Dimanche, 14h30, c’est la fin du marché de Wazemmes, à Lille. Casque vissé aux oreilles, cabas dans la main gauche et parapluie de circonstance, Florian regarde vaguement un groupe de Roms charger une grosse cagette de tomates sur une poussette canne déglinguée. « Tant pis pour ma soupe », souffle dans sa barbe ce musicien de 28 ans.
Florian sait jouer de tous les instruments à corde, mais là, il n’a « plus une thune » pour faire vibrer son larfeuille. Alors il essaye de récupérer les fruits et légumes qui traînent au sol pour remplir son frigo. « Ça fait six mois que je ne suis pas venu. Aujourd’hui j’en ai vraiment besoin… » Depuis cinq ans qu’il habite à Lille, il vient souvent glaner avant le passage des éboueurs.
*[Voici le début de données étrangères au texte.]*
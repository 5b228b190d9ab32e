use async_trait::async_trait;
use serde::{Deserialize, Serialize};
use serde_json::json;
use tokio::sync::RwLock;
use tracing::{debug, info};

use crate::domain::{
    ports::VectorStore, CollectionStats, Document, DomainError, Metadata, SearchResult,
};
use crate::infrastructure::config::ChromaConfig;

// Embeddings are computed server-side; documents and query texts travel
// over the wire, never raw vectors. Chroma reports cosine distance (lower
// is closer), mapped here to a similarity score in [0, 1].
pub struct ChromaVectorStore {
    http: reqwest::Client,
    base_url: String,
    collection_name: String,
    // Chroma addresses data routes by collection id, which changes on reset.
    collection_id: RwLock<String>,
}

#[derive(Debug, Deserialize)]
struct CollectionInfo {
    id: String,
}

#[derive(Debug, Deserialize)]
struct QueryResponse {
    ids: Vec<Vec<String>>,
    documents: Option<Vec<Vec<Option<String>>>>,
    metadatas: Option<Vec<Vec<Option<Metadata>>>>,
    distances: Option<Vec<Vec<f32>>>,
}

#[derive(Debug, Deserialize)]
struct GetResponse {
    ids: Vec<String>,
    documents: Option<Vec<Option<String>>>,
    metadatas: Option<Vec<Option<Metadata>>>,
}

#[derive(Debug, Serialize)]
struct AddPayload {
    ids: Vec<String>,
    documents: Vec<String>,
    metadatas: Vec<Metadata>,
}

impl ChromaVectorStore {
    pub async fn connect(config: &ChromaConfig) -> Result<Self, DomainError> {
        let http = reqwest::Client::builder()
            .timeout(config.timeout())
            .build()
            .map_err(|e| DomainError::internal(format!("failed to build HTTP client: {e}")))?;

        let store = Self {
            http,
            base_url: config.url.trim_end_matches('/').to_string(),
            collection_name: config.collection.clone(),
            collection_id: RwLock::new(String::new()),
        };

        let id = store.ensure_collection().await?;
        *store.collection_id.write().await = id;
        info!(
            url = %store.base_url,
            collection = %store.collection_name,
            "connected to ChromaDB"
        );

        Ok(store)
    }

    async fn ensure_collection(&self) -> Result<String, DomainError> {
        let body = json!({
            "name": self.collection_name,
            "metadata": {"description": "Document embeddings for RAG gateway"},
            "get_or_create": true,
        });

        let response = self
            .http
            .post(format!("{}/api/v1/collections", self.base_url))
            .json(&body)
            .send()
            .await
            .map_err(map_transport_error)?;

        let info: CollectionInfo = expect_success(response, "create collection")
            .await?
            .json()
            .await
            .map_err(|e| DomainError::upstream(format!("invalid collection response: {e}")))?;

        Ok(info.id)
    }

    async fn data_url(&self, suffix: &str) -> String {
        let id = self.collection_id.read().await;
        format!("{}/api/v1/collections/{}/{}", self.base_url, *id, suffix)
    }
}

#[async_trait]
impl VectorStore for ChromaVectorStore {
    async fn add(&self, documents: Vec<Document>) -> Result<Vec<String>, DomainError> {
        let payload = AddPayload {
            ids: documents.iter().map(|d| d.id.clone()).collect(),
            documents: documents.iter().map(|d| d.content.clone()).collect(),
            metadatas: documents.into_iter().map(|d| d.metadata).collect(),
        };

        let response = self
            .http
            .post(self.data_url("add").await)
            .json(&payload)
            .send()
            .await
            .map_err(map_transport_error)?;
        expect_success(response, "add documents").await?;

        debug!(count = payload.ids.len(), "documents added to collection");
        Ok(payload.ids)
    }

    async fn search(
        &self,
        query: &str,
        n_results: usize,
        min_score: Option<f32>,
        filter: Option<&Metadata>,
    ) -> Result<Vec<SearchResult>, DomainError> {
        let mut body = json!({
            "query_texts": [query],
            "n_results": n_results,
            "include": ["documents", "metadatas", "distances"],
        });
        if let Some(filter) = filter {
            body["where"] = serde_json::Value::Object(filter.clone());
        }

        let response = self
            .http
            .post(self.data_url("query").await)
            .json(&body)
            .send()
            .await
            .map_err(map_transport_error)?;
        let parsed: QueryResponse = expect_success(response, "search")
            .await?
            .json()
            .await
            .map_err(|e| DomainError::upstream(format!("invalid query response: {e}")))?;

        let ids = parsed.ids.into_iter().next().unwrap_or_default();
        let documents = parsed
            .documents
            .and_then(|d| d.into_iter().next())
            .unwrap_or_default();
        let metadatas = parsed
            .metadatas
            .and_then(|m| m.into_iter().next())
            .unwrap_or_default();
        let distances = parsed
            .distances
            .and_then(|d| d.into_iter().next())
            .unwrap_or_default();

        let results = collect_results(ids, documents, metadatas, distances, min_score);
        debug!(returned = results.len(), "similarity search completed");
        Ok(results)
    }

    async fn get(&self, id: &str) -> Result<Option<Document>, DomainError> {
        let body = json!({"ids": [id], "include": ["documents", "metadatas"]});
        let response = self
            .http
            .post(self.data_url("get").await)
            .json(&body)
            .send()
            .await
            .map_err(map_transport_error)?;
        let parsed: GetResponse = expect_success(response, "get document")
            .await?
            .json()
            .await
            .map_err(|e| DomainError::upstream(format!("invalid get response: {e}")))?;

        let Some(found_id) = parsed.ids.into_iter().next() else {
            return Ok(None);
        };
        let content = parsed
            .documents
            .and_then(|d| d.into_iter().next())
            .flatten()
            .unwrap_or_default();
        let metadata = parsed
            .metadatas
            .and_then(|m| m.into_iter().next())
            .flatten()
            .unwrap_or_default();

        Ok(Some(
            Document::new(content).with_id(found_id).with_metadata(metadata),
        ))
    }

    async fn update(
        &self,
        id: &str,
        content: &str,
        metadata: Option<Metadata>,
    ) -> Result<(), DomainError> {
        let mut body = json!({"ids": [id], "documents": [content]});
        if let Some(metadata) = metadata {
            body["metadatas"] = json!([metadata]);
        }

        let response = self
            .http
            .post(self.data_url("update").await)
            .json(&body)
            .send()
            .await
            .map_err(map_transport_error)?;
        expect_success(response, "update document").await?;

        debug!(document_id = id, "document updated");
        Ok(())
    }

    async fn delete(&self, id: &str) -> Result<(), DomainError> {
        let body = json!({"ids": [id]});
        let response = self
            .http
            .post(self.data_url("delete").await)
            .json(&body)
            .send()
            .await
            .map_err(map_transport_error)?;
        expect_success(response, "delete document").await?;

        debug!(document_id = id, "document deleted");
        Ok(())
    }

    async fn list(&self) -> Result<Vec<Document>, DomainError> {
        let body = json!({"include": ["documents", "metadatas"]});
        let response = self
            .http
            .post(self.data_url("get").await)
            .json(&body)
            .send()
            .await
            .map_err(map_transport_error)?;
        let parsed: GetResponse = expect_success(response, "list documents")
            .await?
            .json()
            .await
            .map_err(|e| DomainError::upstream(format!("invalid get response: {e}")))?;

        let documents = parsed.documents.unwrap_or_default();
        let metadatas = parsed.metadatas.unwrap_or_default();

        Ok(parsed
            .ids
            .into_iter()
            .enumerate()
            .map(|(i, id)| {
                let content = documents.get(i).cloned().flatten().unwrap_or_default();
                let metadata = metadatas.get(i).cloned().flatten().unwrap_or_default();
                Document::new(content).with_id(id).with_metadata(metadata)
            })
            .collect())
    }

    async fn stats(&self) -> Result<CollectionStats, DomainError> {
        let response = self
            .http
            .get(self.data_url("count").await)
            .send()
            .await
            .map_err(map_transport_error)?;
        let count: usize = expect_success(response, "count")
            .await?
            .json()
            .await
            .map_err(|e| DomainError::upstream(format!("invalid count response: {e}")))?;

        Ok(CollectionStats {
            total_documents: count,
            collection_name: self.collection_name.clone(),
        })
    }

    async fn reset(&self) -> Result<(), DomainError> {
        let response = self
            .http
            .delete(format!(
                "{}/api/v1/collections/{}",
                self.base_url, self.collection_name
            ))
            .send()
            .await
            .map_err(map_transport_error)?;
        expect_success(response, "delete collection").await?;

        let id = self.ensure_collection().await?;
        *self.collection_id.write().await = id;

        info!(collection = %self.collection_name, "collection reset");
        Ok(())
    }

    async fn heartbeat(&self) -> Result<(), DomainError> {
        let response = self
            .http
            .get(format!("{}/api/v1/heartbeat", self.base_url))
            .send()
            .await
            .map_err(map_transport_error)?;
        expect_success(response, "heartbeat").await?;
        Ok(())
    }
}

// Ranks are assigned after the `min_score` cut so they stay contiguous.
fn collect_results(
    ids: Vec<String>,
    documents: Vec<Option<String>>,
    metadatas: Vec<Option<Metadata>>,
    distances: Vec<f32>,
    min_score: Option<f32>,
) -> Vec<SearchResult> {
    let mut results = Vec::with_capacity(ids.len());
    for (i, id) in ids.into_iter().enumerate() {
        let content = documents.get(i).cloned().flatten().unwrap_or_default();
        let metadata = metadatas.get(i).cloned().flatten().unwrap_or_default();
        let distance = distances.get(i).copied().unwrap_or(0.0);
        let score = 1.0 - distance;

        if let Some(min) = min_score {
            if score < min {
                continue;
            }
        }

        let rank = results.len();
        results.push(SearchResult::new(
            Document::new(content).with_id(id).with_metadata(metadata),
            score,
            rank,
        ));
    }
    results
}

fn map_transport_error(e: reqwest::Error) -> DomainError {
    if e.is_timeout() {
        DomainError::timeout(format!("ChromaDB request timed out: {e}"))
    } else {
        DomainError::upstream(format!("ChromaDB unreachable: {e}"))
    }
}

async fn expect_success(
    response: reqwest::Response,
    operation: &str,
) -> Result<reqwest::Response, DomainError> {
    let status = response.status();
    if status.is_success() {
        return Ok(response);
    }

    let detail = response.text().await.unwrap_or_default();
    if status == reqwest::StatusCode::NOT_FOUND {
        Err(DomainError::not_found(format!(
            "ChromaDB {operation} failed: {detail}"
        )))
    } else {
        Err(DomainError::upstream(format!(
            "ChromaDB {operation} failed ({status}): {detail}"
        )))
    }
}

#[cfg(test)]
mod tests {
    use super::*;

    fn rows() -> (Vec<String>, Vec<Option<String>>, Vec<Option<Metadata>>) {
        let ids = vec!["a".to_string(), "b".to_string(), "c".to_string()];
        let documents = vec![
            Some("first".to_string()),
            Some("second".to_string()),
            Some("third".to_string()),
        ];
        let metadatas = vec![None, None, None];
        (ids, documents, metadatas)
    }

    #[test]
    fn test_ranks_stay_contiguous_after_score_cut() {
        let (ids, documents, metadatas) = rows();
        // The middle row falls below the score floor.
        let distances = vec![0.1, 0.9, 0.3];

        let results = collect_results(ids, documents, metadatas, distances, Some(0.5));

        assert_eq!(results.len(), 2);
        assert_eq!(results[0].document.id, "a");
        assert_eq!(results[0].rank, 0);
        assert_eq!(results[1].document.id, "c");
        assert_eq!(results[1].rank, 1);
    }

    #[test]
    fn test_distance_maps_to_similarity() {
        let (ids, documents, metadatas) = rows();
        let distances = vec![0.0, 0.25, 1.5];

        let results = collect_results(ids, documents, metadatas, distances, None);

        assert_eq!(results[0].score, 1.0);
        assert_eq!(results[1].score, 0.75);
        // Distances above 1 clamp to zero similarity.
        assert_eq!(results[2].score, 0.0);
    }

    #[test]
    fn test_missing_columns_default_empty() {
        let ids = vec!["a".to_string()];
        let results = collect_results(ids, vec![], vec![], vec![], None);

        assert_eq!(results.len(), 1);
        assert_eq!(results[0].document.content, "");
        assert_eq!(results[0].score, 1.0);
    }
}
À part Florian et des familles roms, peu de monde s’attarde à proximité des étals qui se vident sous la pluie. En fait, au lieu de ramasser des aliments par terre, la plupart des glaneurs passent désormais à la « tente », installée dans une rue voisine, un peu en retrait du marché.
Mauvaise passe La tente des glaneurs, c’est une association qui, depuis dix-huit mois, organise la collecte et la distribution des invendus à la fin du marché de Wazemmes, un peu sur le modèle des Restos du cœur mais sans critère de ressources. « On reçoit des gens qui traversent une précarité alimentaire et on est là pour leur donner un petit coup de main », explique son fondateur, Jean-Loup Lemaire.
Dans les paniers pour les quelque 80 personnes accueillies ce jour-là, des artichauts, des tomates, de la salade, du persil, des fraises, du pain et… une rose. Pour Erwann, 25 ans, bénévole à la tente et lui-même ancien glaneur, l’idée est que les gens puissent « faire leur marché comme tout le monde » avec des « aliments de bonnes qualités » qui, sans l’action de l’association, « seraient jetés ». « Tu fais la queue et y’en aura pour tout le monde », résume-t-il en paraphrasant Coluche.
80 familles sont accueillies chaque dimanche à la tente.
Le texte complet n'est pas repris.